YOUR INSTRUCTIONS
Once the line containing "the model and" has been written out, stop; until then, restate each line of the entries below word for word from the first.

DATA

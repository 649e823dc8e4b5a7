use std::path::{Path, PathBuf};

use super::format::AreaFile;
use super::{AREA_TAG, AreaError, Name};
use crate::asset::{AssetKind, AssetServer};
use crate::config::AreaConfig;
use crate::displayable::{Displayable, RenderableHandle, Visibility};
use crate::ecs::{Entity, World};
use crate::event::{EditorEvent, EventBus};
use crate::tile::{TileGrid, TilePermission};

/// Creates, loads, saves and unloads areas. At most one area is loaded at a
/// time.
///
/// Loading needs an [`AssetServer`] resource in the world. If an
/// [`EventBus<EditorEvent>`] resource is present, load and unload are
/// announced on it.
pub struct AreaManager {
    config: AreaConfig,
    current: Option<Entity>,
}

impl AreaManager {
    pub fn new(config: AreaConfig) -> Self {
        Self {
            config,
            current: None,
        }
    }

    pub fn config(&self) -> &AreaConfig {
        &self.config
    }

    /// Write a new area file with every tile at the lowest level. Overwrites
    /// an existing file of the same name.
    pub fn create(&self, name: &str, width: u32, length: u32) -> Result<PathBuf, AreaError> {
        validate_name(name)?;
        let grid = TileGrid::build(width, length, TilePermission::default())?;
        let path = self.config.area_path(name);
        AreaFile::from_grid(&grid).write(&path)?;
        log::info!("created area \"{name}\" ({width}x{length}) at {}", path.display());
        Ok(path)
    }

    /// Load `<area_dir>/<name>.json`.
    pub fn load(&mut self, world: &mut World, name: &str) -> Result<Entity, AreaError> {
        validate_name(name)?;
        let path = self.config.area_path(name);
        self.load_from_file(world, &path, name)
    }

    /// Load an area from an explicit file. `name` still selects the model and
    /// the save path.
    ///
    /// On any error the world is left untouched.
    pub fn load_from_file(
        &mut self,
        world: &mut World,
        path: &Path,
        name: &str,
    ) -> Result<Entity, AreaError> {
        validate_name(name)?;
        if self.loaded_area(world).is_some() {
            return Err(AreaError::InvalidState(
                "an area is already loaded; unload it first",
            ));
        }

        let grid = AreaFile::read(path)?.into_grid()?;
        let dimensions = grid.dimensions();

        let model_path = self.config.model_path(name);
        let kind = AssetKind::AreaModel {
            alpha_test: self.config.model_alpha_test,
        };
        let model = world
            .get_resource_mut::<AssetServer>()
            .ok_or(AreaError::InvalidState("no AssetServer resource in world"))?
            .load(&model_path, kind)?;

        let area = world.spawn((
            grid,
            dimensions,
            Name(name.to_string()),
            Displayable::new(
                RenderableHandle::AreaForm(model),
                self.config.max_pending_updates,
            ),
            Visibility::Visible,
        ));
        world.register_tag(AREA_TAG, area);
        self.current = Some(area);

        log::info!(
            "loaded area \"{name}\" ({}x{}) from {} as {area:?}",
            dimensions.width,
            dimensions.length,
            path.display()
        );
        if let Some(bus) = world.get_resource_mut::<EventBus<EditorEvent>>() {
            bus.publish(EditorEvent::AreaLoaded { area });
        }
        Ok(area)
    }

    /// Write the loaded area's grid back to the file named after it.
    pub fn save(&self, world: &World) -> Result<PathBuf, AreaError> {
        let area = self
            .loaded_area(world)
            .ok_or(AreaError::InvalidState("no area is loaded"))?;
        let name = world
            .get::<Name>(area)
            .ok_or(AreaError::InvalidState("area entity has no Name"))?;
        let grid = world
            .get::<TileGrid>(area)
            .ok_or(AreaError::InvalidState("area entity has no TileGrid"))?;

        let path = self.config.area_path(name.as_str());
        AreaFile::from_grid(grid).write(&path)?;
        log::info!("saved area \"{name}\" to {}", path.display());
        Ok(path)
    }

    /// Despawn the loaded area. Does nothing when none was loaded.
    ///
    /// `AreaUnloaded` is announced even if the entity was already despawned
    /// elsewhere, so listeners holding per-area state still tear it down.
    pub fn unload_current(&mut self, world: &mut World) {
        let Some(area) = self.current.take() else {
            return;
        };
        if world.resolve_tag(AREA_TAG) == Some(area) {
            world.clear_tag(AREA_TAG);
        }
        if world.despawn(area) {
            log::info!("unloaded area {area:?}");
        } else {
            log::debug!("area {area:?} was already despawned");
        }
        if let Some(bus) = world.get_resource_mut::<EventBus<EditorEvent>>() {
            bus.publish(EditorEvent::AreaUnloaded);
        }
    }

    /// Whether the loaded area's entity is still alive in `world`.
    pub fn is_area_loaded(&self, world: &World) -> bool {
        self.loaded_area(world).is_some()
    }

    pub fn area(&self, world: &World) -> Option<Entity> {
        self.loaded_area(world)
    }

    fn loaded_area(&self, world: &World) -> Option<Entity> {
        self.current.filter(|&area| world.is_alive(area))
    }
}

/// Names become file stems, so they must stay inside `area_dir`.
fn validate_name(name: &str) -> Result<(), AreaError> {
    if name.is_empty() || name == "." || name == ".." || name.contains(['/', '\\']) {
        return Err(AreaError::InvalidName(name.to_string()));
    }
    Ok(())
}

WRITTEN SOLUTION
repository 649e823dc8e4b5a7
use std::path::{Path, PathBuf};

use super::format::AreaFile;
use super::{AREA_TAG, AreaError, Name};
use crate::asset::{AssetKind, AssetServer};
use crate::config::AreaConfig;
use crate::displayable::{Displayable, RenderableHandle, Visibility};
use crate::ecs::{Entity, World};
use crate::event::{EditorEvent, EventBus};
use crate::tile::{TileGrid, TilePermission};

/// Creates, loads, saves and unloads areas. At most one area is loaded at a
/// time.
///
/// Loading needs an [`AssetServer`] resource in the world. If an
/// [`EventBus<EditorEvent>`] resource is present, load and unload are
/// announced on it.
pub struct AreaManager {
    config: AreaConfig,
    current: Option<Entity>,
}

impl AreaManager {
    pub fn new(config: AreaConfig) -> Self {
        Self {
            config,
            current: None,
        }
    }

    pub fn config(&self) -> &AreaConfig {
        &self.config
    }

    /// Write a new area file with every tile at the lowest level. Overwrites
    /// an existing file of the same name.
    pub fn create(&self, name: &str, width: u32, length: u32) -> Result<PathBuf, AreaError> {
        validate_name(name)?;
        let grid = TileGrid::build(width, length, TilePermission::default())?;
        let path = self.config.area_path(name);
        AreaFile::from_grid(&grid).write(&path)?;
        log::info!("created area \"{name}\" ({width}x{length}) at {}", path.display());
        Ok(path)
    }

    /// Load `<area_dir>/<name>.json`.
    pub fn load(&mut self, world: &mut World, name: &str) -> Result<Entity, AreaError> {
        validate_name(name)?;
        let path = self.config.area_path(name);
        self.load_from_file(world, &path, name)
    }

    /// Load an area from an explicit file. `name` still selects the model and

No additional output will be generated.